JurisprudênciaIA

Superior Tribunal de Justiça

Acórdão

Relator(a)
Ministro Leopoldo de Arruda Raposo
Órgão julgador
Quinta Turma
Data do julgamento
11/02/2020
Data de publicação
28/02/2020

STJ – Acórdão, Rel. Ministro Leopoldo de Arruda Raposo, Quinta Turma, j. 11/02/2020, p. 28/02/2020

Ementa

RECURSO ORDINÁRIO EM HABEAS CORPUS. PROCESSUAL PENAL. CRIME DE HOMICÍDIO QUALIFICADO. PORTE ILEGAL DE ARMA FOGO. RECEPTAÇÃO. PRISÃO PREVENTIVA. ALEGADA AUSÊNCIA DE FUNDAMENTAÇÃO DO DECRETO PRISIONAL. SEGREGAÇÃO CAUTELAR DEVIDAMENTE FUNDAMENTADA NA GARANTIA DA ORDEM PÚBLICA. MODUS OPERANDI. PERICULOSIDADE. REITERAÇÃO DELITIVA. RÉU REINCIDENTE. REGISTROS CRIMINAIS. MEDIDAS CAUTELARES DIVERSAS. IMPOSSIBILIDADE. RECURSO ORDINÁRIO DESPROVIDO. I - A segregação cautelar deve ser considerada exceção, já que tal medida constritiva só se justifica caso demonstrada sua real indispensabilidade para assegurar a ordem pública, a instrução criminal ou a aplicação da lei penal, ex vi do artigo 312 do Código de Processo Penal.

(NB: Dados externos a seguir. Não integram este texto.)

//! Account management for the reward submitter.
//!
//! The reward contract only accepts `rewardPlaceOrder` from its owner, so
//! every transaction is signed by the owner account. This crate defines the
//! interface an owner credential source must provide and the service that
//! wraps the configured source.

use alloy::consensus::{Signed, TxLegacy};
use async_trait::async_trait;
use reward_types::{Address, ConfigSchema, ImplementationRegistry};
use thiserror::Error;

/// Re-export implementations
pub mod implementations {
	pub mod env;
	pub mod local;
}

/// Errors that can occur during account operations.
#[derive(Debug, Error)]
pub enum AccountError {
	/// Error that occurs when signing operations fail.
	#[error("Signing failed: {0}")]
	SigningFailed(String),
	/// Error that occurs when a cryptographic key is invalid or malformed.
	#[error("Invalid key: {0}")]
	InvalidKey(String),
	/// Error that occurs when the implementation cannot be configured.
	#[error("Implementation error: {0}")]
	Implementation(String),
}

/// Trait defining the interface for owner credential sources.
#[async_trait]
pub trait AccountInterface: Send + Sync {
	/// Returns the configuration schema for this account implementation.
	fn config_schema(&self) -> Box<dyn ConfigSchema>;

	/// Returns the on-chain address derived from the account's public key.
	async fn address(&self) -> Result<Address, AccountError>;

	/// Signs a legacy transaction, returning it together with its signature.
	///
	/// The chain id carried by the transaction is included in the signature
	/// (EIP-155), binding it to a single network.
	async fn sign_transaction(&self, tx: TxLegacy) -> Result<Signed<TxLegacy>, AccountError>;
}

/// Type alias for account factory functions.
pub type AccountFactory = fn(&toml::Value) -> Result<Box<dyn AccountInterface>, AccountError>;

/// Registry trait for account implementations.
pub trait AccountRegistry: ImplementationRegistry<Factory = AccountFactory> {}

/// Get all registered account implementations.
///
/// Returns a vector of (name, factory) tuples used to populate the factory map
/// the submitter builder resolves `account.primary` against.
pub fn get_all_implementations() -> Vec<(&'static str, AccountFactory)> {
	use implementations::{env, local};

	vec![
		(local::Registry::NAME, local::Registry::factory()),
		(env::Registry::NAME, env::Registry::factory()),
	]
}

/// Service that manages the owner account.
pub struct AccountService {
	/// The underlying account implementation.
	implementation: Box<dyn AccountInterface>,
}

impl AccountService {
	/// Creates a new AccountService with the specified implementation.
	pub fn new(implementation: Box<dyn AccountInterface>) -> Self {
		Self { implementation }
	}

	/// Retrieves the owner address.
	pub async fn get_address(&self) -> Result<Address, AccountError> {
		self.implementation.address().await
	}

	/// Signs a transaction with the owner key.
	pub async fn sign(&self, tx: TxLegacy) -> Result<Signed<TxLegacy>, AccountError> {
		self.implementation.sign_transaction(tx).await
	}
}

#[cfg(test)]
mod tests {
	use super::*;

	#[test]
	fn test_all_implementations_registered() {
		let names: Vec<&str> = get_all_implementations()
			.into_iter()
			.map(|(name, _)| name)
			.collect();
		assert_eq!(names, vec!["local", "env"]);
	}

	#[tokio::test]
	async fn test_service_delegates_to_implementation() {
		let mut config = toml::map::Map::new();
		config.insert(
			"private_key".to_string(),
			toml::Value::String(
				"0xac0974bec39a17e36ba4a6b4d238ff944bacb478cbed5efcae784d7bf4f2ff80".to_string(),
			),
		);
		let account = implementations::local::create_account(&toml::Value::Table(config)).unwrap();
		let service = AccountService::new(account);

		let address = service.get_address().await.unwrap();
		assert_eq!(
			address.to_string().to_lowercase(),
			"0xf39fd6e51aad88f6f4ce6ab8827279cfffb92266"
		);
	}
}
use reward_account::AccountError;
use reward_delivery::DeliveryError;
use reward_types::ConversionError;
use thiserror::Error;

/// Errors returned by a reward submission.
///
/// Each variant names the step that failed. Nothing is retried internally;
/// callers decide based on [`SubmitError::is_retryable`].
#[derive(Debug, Error)]
pub enum SubmitError {
	/// The request was rejected before any network activity.
	#[error("Invalid request: {0}")]
	InvalidRequest(String),
	/// The node could not be reached, identified or queried.
	#[error("Connection failed: {0}")]
	Connection(#[source] DeliveryError),
	/// The owner credential could not produce an address.
	#[error("Credential error: {0}")]
	Credential(#[source] AccountError),
	/// The pending nonce could not be read.
	#[error("Nonce query failed: {0}")]
	NonceQuery(#[source] DeliveryError),
	/// The amount or a contract result could not be encoded or decoded.
	#[error("Encoding failed: {0}")]
	Encoding(String),
	/// Signing or broadcasting failed. The transaction may or may not have
	/// reached the mempool.
	#[error("Submission failed: {0}")]
	Submission(String),
}

impl SubmitError {
	/// Whether repeating the same call cannot cause a duplicate reward.
	pub fn is_retryable(&self) -> bool {
		matches!(self, SubmitError::Connection(_) | SubmitError::NonceQuery(_))
	}
}

impl From<ConversionError> for SubmitError {
	fn from(err: ConversionError) -> Self {
		SubmitError::Encoding(err.to_string())
	}
}
//! Per-owner nonce allocation.
//!
//! Each owner address gets one async slot. Holding the slot's guard is what
//! makes a query, sign and broadcast sequence atomic with respect to other
//! submissions from the same owner in this process. The slot remembers the
//! next nonce after a successful broadcast, so a node that still reports a
//! stale pending count cannot hand the same nonce out twice.

use dashmap::DashMap;
use reward_types::Address;
use std::sync::Arc;
use tokio::sync::{Mutex, OwnedMutexGuard};

/// Shared registry of nonce slots keyed by owner address.
#[derive(Debug, Default)]
pub struct NonceManager {
	slots: DashMap<Address, Arc<Mutex<Option<u64>>>>,
}

impl NonceManager {
	pub fn new() -> Self {
		Self::default()
	}

	/// Waits for exclusive access to the owner's slot.
	pub async fn lock(&self, owner: Address) -> NonceGuard {
		let slot = self
			.slots
			.entry(owner)
			.or_insert_with(|| Arc::new(Mutex::new(None)))
			.value()
			.clone();

		NonceGuard {
			next: slot.lock_owned().await,
		}
	}

	/// Next nonce remembered for `owner`, if any.
	pub async fn cached(&self, owner: Address) -> Option<u64> {
		let slot = self.slots.get(&owner).map(|entry| entry.value().clone())?;
		let next = *slot.lock().await;
		next
	}
}

/// Exclusive hold on one owner's nonce slot.
///
/// Dropping the guard without calling [`commit`](Self::commit) or
/// [`invalidate`](Self::invalidate) leaves the slot unchanged.
#[derive(Debug)]
pub struct NonceGuard {
	next: OwnedMutexGuard<Option<u64>>,
}

impl NonceGuard {
	/// Combines the node's pending count with the remembered next nonce.
	pub fn reconcile(&self, chain_count: u64) -> u64 {
		match *self.next {
			Some(next) => next.max(chain_count),
			None => chain_count,
		}
	}

	/// Records that `used` was broadcast and releases the slot.
	pub fn commit(mut self, used: u64) {
		*self.next = Some(used.saturating_add(1));
	}

	/// Forgets the remembered nonce so the next holder trusts the node again.
	pub fn invalidate(mut self) {
		*self.next = None;
	}
}

#[cfg(test)]
mod tests {
	use super::*;
	use std::time::Duration;

	#[tokio::test]
	async fn test_fresh_slot_uses_chain_count() {
		let manager = NonceManager::new();
		let guard = manager.lock(Address::repeat_byte(1)).await;
		assert_eq!(guard.reconcile(7), 7);
	}

	#[tokio::test]
	async fn test_commit_advances_past_stale_count() {
		let manager = NonceManager::new();
		let owner = Address::repeat_byte(1);

		let guard = manager.lock(owner).await;
		let nonce = guard.reconcile(4);
		guard.commit(nonce);

		// node still reports 4
		let guard = manager.lock(owner).await;
		assert_eq!(guard.reconcile(4), 5);
		// node ahead of the cache wins
		assert_eq!(guard.reconcile(9), 9);
	}

	#[tokio::test]
	async fn test_invalidate_resyncs_with_chain() {
		let manager = NonceManager::new();
		let owner = Address::repeat_byte(2);

		manager.lock(owner).await.commit(10);
		assert_eq!(manager.cached(owner).await, Some(11));

		manager.lock(owner).await.invalidate();
		assert_eq!(manager.cached(owner).await, None);
		assert_eq!(manager.lock(owner).await.reconcile(3), 3);
	}

	#[tokio::test]
	async fn test_dropped_guard_keeps_slot() {
		let manager = NonceManager::new();
		let owner = Address::repeat_byte(3);

		manager.lock(owner).await.commit(0);
		drop(manager.lock(owner).await);
		assert_eq!(manager.cached(owner).await, Some(1));
	}

	#[tokio::test]
	async fn test_owners_are_independent() {
		let manager = NonceManager::new();
		let _held = manager.lock(Address::repeat_byte(1)).await;

		// would deadlock if slots were shared
		let other = tokio::time::timeout(
			Duration::from_secs(1),
			manager.lock(Address::repeat_byte(2)),
		)
		.await;
		assert!(other.is_ok());
	}

	#[tokio::test(flavor = "multi_thread", worker_threads = 4)]
	async fn test_concurrent_allocation_is_distinct() {
		let manager = Arc::new(NonceManager::new());
		let owner = Address::repeat_byte(9);

		let mut handles = Vec::new();
		for _ in 0..16 {
			let manager = manager.clone();
			handles.push(tokio::spawn(async move {
				let guard = manager.lock(owner).await;
				// node never catches up
				let nonce = guard.reconcile(100);
				tokio::task::yield_now().await;
				guard.commit(nonce);
				nonce
			}));
		}

		let mut nonces = Vec::new();
		for handle in handles {
			nonces.push(handle.await.unwrap());
		}
		nonces.sort_unstable();

		assert_eq!(nonces, (100..116).collect::<Vec<u64>>());
	}
}
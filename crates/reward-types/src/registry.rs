//! Registry trait for self-registering implementations.

/// Base trait for implementation registries.
///
/// Each pluggable implementation (currently the account credential sources)
/// provides a `Registry` struct that names itself and hands out its factory.
pub trait ImplementationRegistry {
	/// The name used in configuration files to reference this implementation,
	/// e.g. `"local"` for `[account.implementations.local]`.
	const NAME: &'static str;

	/// The factory function type this implementation provides.
	type Factory;

	/// Get the factory function for this implementation.
	fn factory() -> Self::Factory;
}
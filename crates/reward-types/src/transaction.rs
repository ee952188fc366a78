//! Transaction hash and receipt types.

use crate::utils::with_0x_prefix;
use alloy::primitives::B256;
use std::fmt;

/// Hash of a broadcast transaction.
///
/// Always 32 bytes; rendered as a `0x`-prefixed, 66 character lowercase hex
/// string.
#[derive(Debug, Clone, Copy, PartialEq, Eq, Hash)]
pub struct TransactionHash(pub B256);

impl TransactionHash {
	/// Parses a hex hash, with or without the `0x` prefix.
	pub fn parse(hex_str: &str) -> Result<Self, String> {
		let bytes = hex::decode(crate::utils::without_0x_prefix(hex_str))
			.map_err(|e| format!("Invalid transaction hash '{}': {}", hex_str, e))?;
		if bytes.len() != 32 {
			return Err(format!(
				"Invalid transaction hash '{}': expected 32 bytes, got {}",
				hex_str,
				bytes.len()
			));
		}
		Ok(Self(B256::from_slice(&bytes)))
	}
}

impl fmt::Display for TransactionHash {
	fn fmt(&self, f: &mut fmt::Formatter<'_>) -> fmt::Result {
		write!(f, "{}", with_0x_prefix(&hex::encode(self.0)))
	}
}

impl From<B256> for TransactionHash {
	fn from(hash: B256) -> Self {
		Self(hash)
	}
}

/// Receipt of a mined transaction.
#[derive(Debug, Clone, PartialEq, Eq)]
pub struct TransactionReceipt {
	/// The hash of the transaction.
	pub hash: TransactionHash,
	/// The block number where the transaction was included.
	pub block_number: u64,
	/// Whether the transaction executed successfully.
	pub success: bool,
}
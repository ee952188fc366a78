//! Alloy-based HTTP delivery.
//!
//! Every request goes through [`with_deadline`], so a stalled node surfaces
//! as [`DeliveryError::Timeout`] instead of hanging the submission.

use crate::{DeliveryConnector, DeliveryError, DeliveryInterface};
use alloy::providers::{DynProvider, Provider, ProviderBuilder};
use alloy::rpc::types::TransactionRequest;
use async_trait::async_trait;
use reward_types::{Address, Bytes, NetworkConfig, TransactionHash, TransactionReceipt};
use std::future::IntoFuture;
use std::time::Duration;

/// Runs an RPC request under `deadline`.
async fn with_deadline<F, T, E>(
	operation: &'static str,
	deadline: Duration,
	request: F,
) -> Result<T, DeliveryError>
where
	F: IntoFuture<Output = Result<T, E>>,
	E: std::fmt::Display,
{
	match tokio::time::timeout(deadline, request).await {
		Ok(Ok(value)) => Ok(value),
		Ok(Err(e)) => Err(DeliveryError::Network(format!("{} failed: {}", operation, e))),
		Err(_) => {
			tracing::warn!(operation, seconds = deadline.as_secs(), "RPC timeout");
			Err(DeliveryError::Timeout {
				operation,
				seconds: deadline.as_secs(),
			})
		},
	}
}

/// Connector that opens alloy HTTP providers.
#[derive(Debug, Default, Clone, Copy)]
pub struct AlloyConnector;

#[async_trait]
impl DeliveryConnector for AlloyConnector {
	async fn connect(
		&self,
		network: &NetworkConfig,
	) -> Result<Box<dyn DeliveryInterface>, DeliveryError> {
		Ok(Box::new(AlloyDelivery::connect(network).await?))
	}
}

/// A live connection to one EVM node.
pub struct AlloyDelivery {
	provider: DynProvider,
	chain_id: u64,
	timeout: Duration,
}

impl AlloyDelivery {
	/// Opens a provider for `network.rpc_url` and checks the chain id.
	pub async fn connect(network: &NetworkConfig) -> Result<Self, DeliveryError> {
		let timeout = network.request_timeout();

		let provider = with_deadline(
			"connect",
			timeout,
			ProviderBuilder::new().connect(&network.rpc_url),
		)
		.await
		.map_err(|e| DeliveryError::Connection(format!("{}: {}", network.rpc_url, e)))?
		.erased();

		let chain_id = with_deadline("eth_chainId", timeout, provider.get_chain_id())
			.await
			.map_err(|e| match e {
				DeliveryError::Network(msg) => DeliveryError::Connection(msg),
				other => other,
			})?;

		if let Some(expected) = network.chain_id {
			if expected != chain_id {
				return Err(DeliveryError::ChainMismatch {
					expected,
					actual: chain_id,
				});
			}
		}

		tracing::debug!(rpc_url = %network.rpc_url, chain_id, "Connected to node");

		Ok(Self {
			provider,
			chain_id,
			timeout,
		})
	}
}

#[async_trait]
impl DeliveryInterface for AlloyDelivery {
	fn chain_id(&self) -> u64 {
		self.chain_id
	}

	async fn get_nonce(&self, address: Address) -> Result<u64, DeliveryError> {
		with_deadline(
			"eth_getTransactionCount",
			self.timeout,
			self.provider.get_transaction_count(address).pending(),
		)
		.await
	}

	async fn submit_raw(&self, raw: Bytes) -> Result<TransactionHash, DeliveryError> {
		let pending = with_deadline(
			"eth_sendRawTransaction",
			self.timeout,
			self.provider.send_raw_transaction(&raw),
		)
		.await?;

		let tx_hash = TransactionHash(*pending.tx_hash());
		tracing::debug!(tx_hash = %tx_hash, chain_id = self.chain_id, "Submitted transaction");

		Ok(tx_hash)
	}

	async fn call(&self, to: Address, data: Bytes) -> Result<Bytes, DeliveryError> {
		let request = TransactionRequest::default().to(to).input(data.into());
		with_deadline("eth_call", self.timeout, self.provider.call(request)).await
	}

	async fn get_receipt(
		&self,
		hash: &TransactionHash,
	) -> Result<Option<TransactionReceipt>, DeliveryError> {
		let receipt = with_deadline(
			"eth_getTransactionReceipt",
			self.timeout,
			self.provider.get_transaction_receipt(hash.0),
		)
		.await?;

		Ok(receipt.map(|receipt| TransactionReceipt {
			hash: TransactionHash(receipt.transaction_hash),
			block_number: receipt.block_number.unwrap_or(0),
			success: receipt.status(),
		}))
	}
}

#[cfg(test)]
mod tests {
	use super::*;

	#[tokio::test]
	async fn test_deadline_maps_elapsed_to_timeout() {
		let slow = async {
			tokio::time::sleep(Duration::from_secs(5)).await;
			Ok::<u64, String>(1)
		};
		let err = with_deadline("eth_chainId", Duration::from_millis(10), slow)
			.await
			.unwrap_err();
		assert!(matches!(
			err,
			DeliveryError::Timeout {
				operation: "eth_chainId",
				..
			}
		));
	}

	#[tokio::test]
	async fn test_deadline_wraps_request_errors() {
		let failing = async { Err::<u64, String>("connection refused".to_string()) };
		let err = with_deadline("eth_call", Duration::from_secs(1), failing)
			.await
			.unwrap_err();
		assert_eq!(err.to_string(), "Network error: eth_call failed: connection refused");
	}

	#[tokio::test]
	async fn test_unreachable_node_is_connection_error() {
		let mut network = NetworkConfig::new("http://127.0.0.1:1");
		network.request_timeout_seconds = 2;

		let result = AlloyConnector.connect(&network).await;
		match result {
			Err(DeliveryError::Connection(_)) | Err(DeliveryError::Timeout { .. }) => {},
			Err(other) => panic!("unexpected error: {}", other),
			Ok(_) => panic!("connected to a closed port"),
		}
	}

	#[tokio::test]
	async fn test_malformed_url_is_connection_error() {
		let network = NetworkConfig::new("not a url");
		let result = AlloyConnector.connect(&network).await;
		assert!(matches!(result, Err(DeliveryError::Connection(_))));
	}
}
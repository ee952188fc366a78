//! Command-line entry point for the reward submitter.
//!
//! Loads the configuration, builds a submitter for the configured owner
//! account and runs a single command against the reward contract.

use clap::{Parser, Subcommand};
use reward_config::Config;
use reward_core::{account_factories, RewardSubmitter, RewardSubmitterBuilder};
use reward_types::{from_fixed_point, parse_address, Address, RewardRequest, TransactionHash};
use std::path::PathBuf;

/// Command-line arguments for the reward submitter.
#[derive(Parser, Debug)]
#[command(author, version, about, long_about = None)]
struct Args {
	/// Path to configuration file
	#[arg(short, long, default_value = "config.toml", env = "REWARD_CONFIG")]
	config: PathBuf,

	/// Log level (trace, debug, info, warn, error)
	#[arg(short, long, default_value = "info")]
	log_level: String,

	#[command(subcommand)]
	command: Command,
}

#[derive(Subcommand, Debug)]
enum Command {
	/// Reward a user for a completed order
	Submit {
		#[arg(long)]
		user_id: String,
		#[arg(long)]
		order_id: String,
		/// Reward in whole tokens, e.g. 0.2
		#[arg(long, allow_negative_numbers = true)]
		amount: f64,
		/// Overrides `contract.default_recipient`
		#[arg(long, value_parser = parse_address)]
		recipient: Option<Address>,
	},
	/// Print the total reward recorded for a user
	TotalReward {
		#[arg(long)]
		user_id: String,
	},
	/// Look up the receipt of a submitted transaction
	Receipt {
		#[arg(long, value_parser = TransactionHash::parse)]
		hash: TransactionHash,
	},
}

#[tokio::main]
async fn main() -> Result<(), Box<dyn std::error::Error>> {
	let args = Args::parse();

	// Initialize tracing with env filter
	use tracing_subscriber::{fmt, EnvFilter};

	let env_filter =
		EnvFilter::try_from_default_env().unwrap_or_else(|_| EnvFilter::new(&args.log_level));

	fmt()
		.with_env_filter(env_filter)
		.with_target(true)
		.with_writer(std::io::stderr)
		.init();

	let config = Config::from_file(&args.config).await?;
	tracing::info!(config = %args.config.display(), "Loaded configuration");

	let submitter = build_submitter(config).await?;
	println!("{}", run(&submitter, args.command).await?);

	Ok(())
}

/// Builds the submitter with every compiled-in account implementation.
async fn build_submitter(config: Config) -> Result<RewardSubmitter, Box<dyn std::error::Error>> {
	Ok(RewardSubmitterBuilder::new(config)
		.build(&account_factories())
		.await?)
}

/// Executes one command and renders its result for stdout.
async fn run(
	submitter: &RewardSubmitter,
	command: Command,
) -> Result<String, Box<dyn std::error::Error>> {
	match command {
		Command::Submit {
			user_id,
			order_id,
			amount,
			recipient,
		} => {
			let mut request = RewardRequest::new(user_id, order_id, amount);
			if let Some(recipient) = recipient {
				request = request.with_recipient(recipient);
			}
			let tx_hash = submitter.submit(request).await?;
			Ok(format!("tx sent: {}", tx_hash))
		},
		Command::TotalReward { user_id } => {
			let total = submitter.total_reward_of_user(&user_id).await?;
			let settings = submitter.settings();
			Ok(format!(
				"{} {}",
				from_fixed_point(total, settings.decimals),
				settings.token_symbol
			))
		},
		Command::Receipt { hash } => match submitter.receipt(&hash).await? {
			Some(receipt) => Ok(format!(
				"{} block={} status={}",
				receipt.hash,
				receipt.block_number,
				if receipt.success { "success" } else { "reverted" }
			)),
			None => Ok(format!("{} pending", hash)),
		},
	}
}

#[cfg(test)]
mod tests {
	use super::*;
	use tempfile::tempdir;

	const CONFIG: &str = r#"
[network]
rpc_url = "http://127.0.0.1:1"
chain_id = 31337
request_timeout_seconds = 2

[contract]
address = "0x097da74bd636FBC91c017e03BF134a884A8C3dD1"
default_recipient = "0xec6D6D84369553655fE7235c07Af8742504f8397"

[account]
primary = "local"

[account.implementations.local]
private_key = "0xac0974bec39a17e36ba4a6b4d238ff944bacb478cbed5efcae784d7bf4f2ff80"
"#;

	#[test]
	fn test_parse_submit() {
		let args = Args::try_parse_from([
			"reward",
			"-c",
			"reward.toml",
			"submit",
			"--user-id",
			"testUser",
			"--order-id",
			"orderTest",
			"--amount",
			"0.2",
		])
		.unwrap();

		assert_eq!(args.config, PathBuf::from("reward.toml"));
		assert_eq!(args.log_level, "info");
		match args.command {
			Command::Submit {
				user_id,
				order_id,
				amount,
				recipient,
			} => {
				assert_eq!(user_id, "testUser");
				assert_eq!(order_id, "orderTest");
				assert_eq!(amount, 0.2);
				assert!(recipient.is_none());
			},
			other => panic!("unexpected command: {:?}", other),
		}
	}

	#[test]
	fn test_parse_rejects_bad_recipient_and_hash() {
		assert!(Args::try_parse_from([
			"reward",
			"submit",
			"--user-id",
			"u",
			"--order-id",
			"o",
			"--amount",
			"1",
			"--recipient",
			"0x1234",
		])
		.is_err());

		assert!(Args::try_parse_from(["reward", "receipt", "--hash", "0xabc"]).is_err());
	}

	#[test]
	fn test_parse_total_reward() {
		let args =
			Args::try_parse_from(["reward", "-l", "debug", "total-reward", "--user-id", "testUser"])
				.unwrap();
		assert_eq!(args.log_level, "debug");
		assert!(matches!(args.command, Command::TotalReward { user_id } if user_id == "testUser"));
	}

	#[tokio::test]
	async fn test_build_from_file() {
		let dir = tempdir().unwrap();
		let path = dir.path().join("config.toml");
		std::fs::write(&path, CONFIG).unwrap();

		let config = Config::from_file(&path).await.unwrap();
		let submitter = build_submitter(config).await.unwrap();
		assert_eq!(submitter.settings().decimals, 18);
		assert_eq!(submitter.settings().gas_limit, 3_100_000);
	}

	#[tokio::test]
	async fn test_invalid_amount_rejected_before_connecting() {
		let config: Config = CONFIG.parse().unwrap();
		let submitter = build_submitter(config).await.unwrap();

		let command = Command::Submit {
			user_id: "testUser".to_string(),
			order_id: "orderTest".to_string(),
			amount: -1.0,
			recipient: None,
		};
		let err = run(&submitter, command).await.unwrap_err();
		assert!(err.to_string().starts_with("Invalid request"));
	}
}
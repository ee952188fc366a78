//! Utility functions for amount conversion and string formatting.

pub mod conversion;
pub mod formatting;

pub use conversion::{from_fixed_point, parse_address, to_fixed_point, ConversionError};
pub use formatting::{format_token_amount, truncate_id, with_0x_prefix, without_0x_prefix};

II - Na hipótese, o decreto prisional encontra-se devidamente fundamentado em dados concretos extraídos dos autos, que evidenciam de maneira inconteste a necessidade da prisão para garantia da ordem pública, seja pela forma pela qual os delitos foram em tese praticados, a saber: ao ser abordado pelos policiais, o recorrente e demais corréus, visando assegurar a sua fuga, trocaram tiros com os milicianos, em clara tentativa de homicídio destes que estavam no exercício da função, além estarem na posse de bens receptados e veículo com sinal identificador adulterado, o qual era utilizado para prática de cries na região, o que revela a gravidade concreta da conduta e a periculosidade acentuada do agente, e justifica a imposição da medida extrema, seja pelo fato de que é multirreincidente, eis que condenado definitivamente por tráfico de drogas e roubo majorado, além de responder outra ação penal, cuja sentença condenatória já fora proferida, ainda sem transito em julgado, pela prática dos crimes de porte de arma de fogo de uso restrito e receptação, a reforçar sua periculosidade concreta e justificar a segregação como garantia da ordem pública, em virtude do fundado receio de reiteração delitiva, consubstanciado em sua habitualidade em condutas delitivas. Precedentes. III - Deve-se ressaltar, ainda, que se há nos autos elementos hábeis a justificar a imposição da segregação cautelar, como na hipótese, não há que se falar em possibilidade de aplicação de medidas cautelares diversas da prisão. Recurso ordinário desprovido. (RHC n. 122.270/RS, relator Ministro Leopoldo de Arruda Raposo (Desembargador Convocado do TJ/PE), Quinta Turma, julgado em 11/2/2020, DJe de 28/2/2020.)